TASK REQUIREMENTS:
Only the lines with the string "finished" are needed; return each of them from the entries below.
**** EXTRACTED ENTRIES
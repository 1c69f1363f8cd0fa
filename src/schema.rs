use std::collections::BTreeMap;

use serde::{Deserialize, Serialize};
use serde_json::Value;

pub const SCHEMA_VERSION: u32 = 1;

/// Timing samples for one input value. Durations are in seconds.
#[derive(Debug, Clone, PartialEq, Serialize, Deserialize)]
pub struct MeasurementPoint {
    pub index: usize,
    pub input: Value,
    pub base_times: Vec<f64>,
    pub total_times: Vec<f64>,
}

#[derive(Debug, Clone, PartialEq, Serialize, Deserialize)]
pub struct MeasurementResult {
    pub target: String,
    pub range: Vec<Value>,
    pub data: Vec<MeasurementPoint>,
}

#[derive(Debug, Clone, Serialize, Deserialize)]
pub struct RunMeta {
    pub schema_version: u32,
    pub bench_version: String,
    /// Repetitions per variant, keyed by target.
    pub repetitions: BTreeMap<String, usize>,
    pub warmup_runs: usize,
    pub feature_flag: String,
    pub timestamp_utc: String,
    pub git_sha: Option<String>,
    /// SHA-256 of each target's compile command line, keyed by target.
    pub command_sha256: BTreeMap<String, String>,
}

#[derive(Debug, Clone, Serialize, Deserialize)]
pub struct MetabenchReport {
    pub run: RunMeta,
    pub results: Vec<MeasurementResult>,
}
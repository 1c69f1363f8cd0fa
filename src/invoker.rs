//! Runs one compiler invocation and times it.

use std::fmt;
use std::fs;
use std::path::{Path, PathBuf};
use std::process::{Command, Output, Stdio};
use std::time::{Duration, Instant};

use serde::{Deserialize, Serialize};
use tracing::debug;

use crate::error::{CompilationFailure, ConfigError, InvokeError};

/// A fully resolved compiler invocation. The harness never inspects it.
#[derive(Debug, Clone, PartialEq, Eq, Serialize, Deserialize)]
#[serde(untagged)]
pub enum CompileCommand {
    /// Run through the platform shell.
    Shell(String),
    /// Program followed by its arguments.
    Argv(Vec<String>),
}

impl CompileCommand {
    /// Reads a shell command line from `path`, as written by the build system.
    pub fn from_file(path: &Path) -> Result<Self, ConfigError> {
        let text = fs::read_to_string(path).map_err(|source| ConfigError::Read {
            path: path.to_path_buf(),
            source,
        })?;
        let text = text.trim_end();
        if text.trim().is_empty() {
            return Err(ConfigError::EmptyCommand {
                path: path.to_path_buf(),
            });
        }
        Ok(CompileCommand::Shell(text.to_string()))
    }

    fn to_command(&self) -> Command {
        match self {
            CompileCommand::Shell(line) => {
                let mut cmd = if cfg!(windows) {
                    let mut c = Command::new("cmd");
                    c.arg("/C");
                    c
                } else {
                    let mut c = Command::new("sh");
                    c.arg("-c");
                    c
                };
                cmd.arg(line);
                cmd
            }
            CompileCommand::Argv(argv) => {
                let mut cmd = Command::new(argv.first().map(String::as_str).unwrap_or_default());
                cmd.args(argv.iter().skip(1));
                cmd
            }
        }
    }
}

impl fmt::Display for CompileCommand {
    fn fmt(&self, f: &mut fmt::Formatter<'_>) -> fmt::Result {
        match self {
            CompileCommand::Shell(line) => f.write_str(line),
            CompileCommand::Argv(argv) => f.write_str(&argv.join(" ")),
        }
    }
}

/// Result of a single child process run.
#[derive(Debug, Clone)]
pub struct CompilationOutcome {
    pub duration: Duration,
    pub success: bool,
    pub status: String,
    pub stdout: String,
    pub stderr: String,
}

impl CompilationOutcome {
    fn from_output(duration: Duration, output: Output) -> Self {
        Self {
            duration,
            success: output.status.success(),
            status: output.status.to_string(),
            stdout: String::from_utf8_lossy(&output.stdout).into_owned(),
            stderr: String::from_utf8_lossy(&output.stderr).into_owned(),
        }
    }

    /// Turns a failed run into an error carrying its captured output verbatim.
    pub fn into_result(self) -> Result<Self, CompilationFailure> {
        if self.success {
            Ok(self)
        } else {
            Err(CompilationFailure {
                status: self.status,
                stdout: self.stdout,
                stderr: self.stderr,
            })
        }
    }
}

/// Something that can execute a compile command.
///
/// A non-zero exit is reported through `CompilationOutcome::success`; only a
/// failure to start the process is an `Err`.
pub trait Invoker {
    fn run(&mut self, command: &CompileCommand) -> Result<CompilationOutcome, InvokeError>;
}

impl<I: Invoker + ?Sized> Invoker for &mut I {
    fn run(&mut self, command: &CompileCommand) -> Result<CompilationOutcome, InvokeError> {
        (**self).run(command)
    }
}

/// Spawns the command as a child process and blocks until it exits.
#[derive(Debug, Clone, Default)]
pub struct ProcessInvoker {
    pub workdir: Option<PathBuf>,
}

impl ProcessInvoker {
    pub fn new() -> Self {
        Self::default()
    }

    #[must_use]
    pub fn with_workdir(mut self, dir: PathBuf) -> Self {
        self.workdir = Some(dir);
        self
    }
}

impl Invoker for ProcessInvoker {
    fn run(&mut self, command: &CompileCommand) -> Result<CompilationOutcome, InvokeError> {
        let mut cmd = command.to_command();
        cmd.stdin(Stdio::null())
            .stdout(Stdio::piped())
            .stderr(Stdio::piped());
        if let Some(dir) = &self.workdir {
            cmd.current_dir(dir);
        }

        let spawn_err = |source| InvokeError::Spawn {
            command: command.to_string(),
            source,
        };

        let start = Instant::now();
        let child = cmd.spawn().map_err(spawn_err)?;
        let output = child.wait_with_output().map_err(spawn_err)?;
        let elapsed = start.elapsed();

        debug!(
            duration_s = elapsed.as_secs_f64(),
            status = %output.status,
            "compile finished"
        );
        Ok(CompilationOutcome::from_output(elapsed, output))
    }
}

/// Retry on a known transient build-tool error.
///
/// Never active by default; a lock error is fatal unless the caller opts in.
/// Applied by the measurer, which re-prepares the source and artifact slot
/// before each retried invocation.
#[derive(Debug, Clone)]
pub struct RetryPolicy {
    /// Substring of stderr that marks a failure as transient.
    pub stderr_pattern: String,
    pub max_retries: u32,
    pub delay: Duration,
}

impl RetryPolicy {
    pub fn new(stderr_pattern: impl Into<String>, max_retries: u32) -> Self {
        Self {
            stderr_pattern: stderr_pattern.into(),
            max_retries,
            delay: Duration::from_millis(100),
        }
    }

    pub fn is_transient(&self, outcome: &CompilationOutcome) -> bool {
        !outcome.success && outcome.stderr.contains(&self.stderr_pattern)
    }
}
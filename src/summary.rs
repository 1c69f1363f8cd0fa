//! Per-point summaries of a finished result, for quick inspection.
//!
//! Measurement itself never computes these; the raw samples stay the
//! source of truth.

use serde::Serialize;
use serde_json::Value;

use crate::schema::MeasurementResult;

#[derive(Debug, Clone, Copy, PartialEq, Serialize)]
pub struct Summary {
    pub mean: f64,
    pub min: f64,
    pub max: f64,
}

impl Summary {
    /// `None` for an empty sample set.
    pub fn of(samples: &[f64]) -> Option<Self> {
        if samples.is_empty() {
            return None;
        }
        let min = samples.iter().copied().fold(f64::INFINITY, f64::min);
        let max = samples.iter().copied().fold(f64::NEG_INFINITY, f64::max);
        Some(Self {
            mean: fsum(samples) / samples.len() as f64,
            min,
            max,
        })
    }
}

/// Neumaier-compensated sum.
fn fsum(values: &[f64]) -> f64 {
    let mut sum = 0.0;
    let mut c = 0.0;
    for &v in values {
        let t = sum + v;
        if f64::abs(sum) >= f64::abs(v) {
            c += (sum - t) + v;
        } else {
            c += (v - t) + sum;
        }
        sum = t;
    }
    sum + c
}

#[derive(Debug, Clone, Serialize)]
pub struct PointSummary {
    pub index: usize,
    pub input: Value,
    pub base: Option<Summary>,
    pub total: Option<Summary>,
    /// Mean of total minus mean of base: the marginal cost of the flagged path.
    pub delta_mean: Option<f64>,
}

pub fn summarize(result: &MeasurementResult) -> Vec<PointSummary> {
    result
        .data
        .iter()
        .map(|p| {
            let base = Summary::of(&p.base_times);
            let total = Summary::of(&p.total_times);
            let delta_mean = match (base, total) {
                (Some(b), Some(t)) => Some(t.mean - b.mean),
                _ => None,
            };
            PointSummary {
                index: p.index,
                input: p.input.clone(),
                base,
                total,
                delta_mean,
            }
        })
        .collect()
}

/// Fixed-width text table, one row per point.
pub fn render_table(result: &MeasurementResult) -> String {
    fn cell(s: Option<Summary>) -> String {
        match s {
            Some(s) => format!("{:>9.4} {:>9.4} {:>9.4}", s.mean, s.min, s.max),
            None => format!("{:>9} {:>9} {:>9}", "-", "-", "-"),
        }
    }

    let mut out = format!("{}\n", result.target);
    out.push_str(&format!(
        "{:>5} {:>12} | {:>9} {:>9} {:>9} | {:>9} {:>9} {:>9} | {:>9}\n",
        "idx", "input", "base", "min", "max", "total", "min", "max", "delta"
    ));
    for p in summarize(result) {
        let delta = p
            .delta_mean
            .map(|d| format!("{d:>9.4}"))
            .unwrap_or_else(|| format!("{:>9}", "-"));
        out.push_str(&format!(
            "{:>5} {:>12} | {} | {} | {}\n",
            p.index,
            p.input.to_string(),
            cell(p.base),
            cell(p.total),
            delta
        ));
    }
    out
}

#[cfg(test)]
mod tests {
    use super::*;
    use crate::schema::MeasurementPoint;
    use serde_json::json;

    fn result() -> MeasurementResult {
        MeasurementResult {
            target: "tuple_get".to_string(),
            range: vec![json!(1), json!(2)],
            data: vec![
                MeasurementPoint {
                    index: 0,
                    input: json!(1),
                    base_times: vec![1.0, 2.0, 3.0],
                    total_times: vec![2.0, 3.0, 4.0],
                },
                MeasurementPoint {
                    index: 1,
                    input: json!(2),
                    base_times: vec![],
                    total_times: vec![5.0],
                },
            ],
        }
    }

    #[test]
    fn test_summary_stats() {
        let s = Summary::of(&[3.0, 1.0, 2.0]).unwrap();
        assert_eq!(s.mean, 2.0);
        assert_eq!(s.min, 1.0);
        assert_eq!(s.max, 3.0);
        assert!(Summary::of(&[]).is_none());
    }

    #[test]
    fn test_fsum_compensates() {
        let values = [1e16, 1.0, -1e16];
        assert_eq!(fsum(&values), 1.0);
    }

    #[test]
    fn test_summarize_delta() {
        let rows = summarize(&result());
        assert_eq!(rows.len(), 2);
        assert_eq!(rows[0].delta_mean, Some(1.0));
        assert_eq!(rows[1].delta_mean, None);
    }

    #[test]
    fn test_render_table_has_row_per_point() {
        let table = render_table(&result());
        assert!(table.starts_with("tuple_get\n"));
        assert_eq!(table.lines().count(), 4);
    }
}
********
YOUR RESPONSE:
            "compile finished"
//! Per-point summaries of a finished result, for quick inspection.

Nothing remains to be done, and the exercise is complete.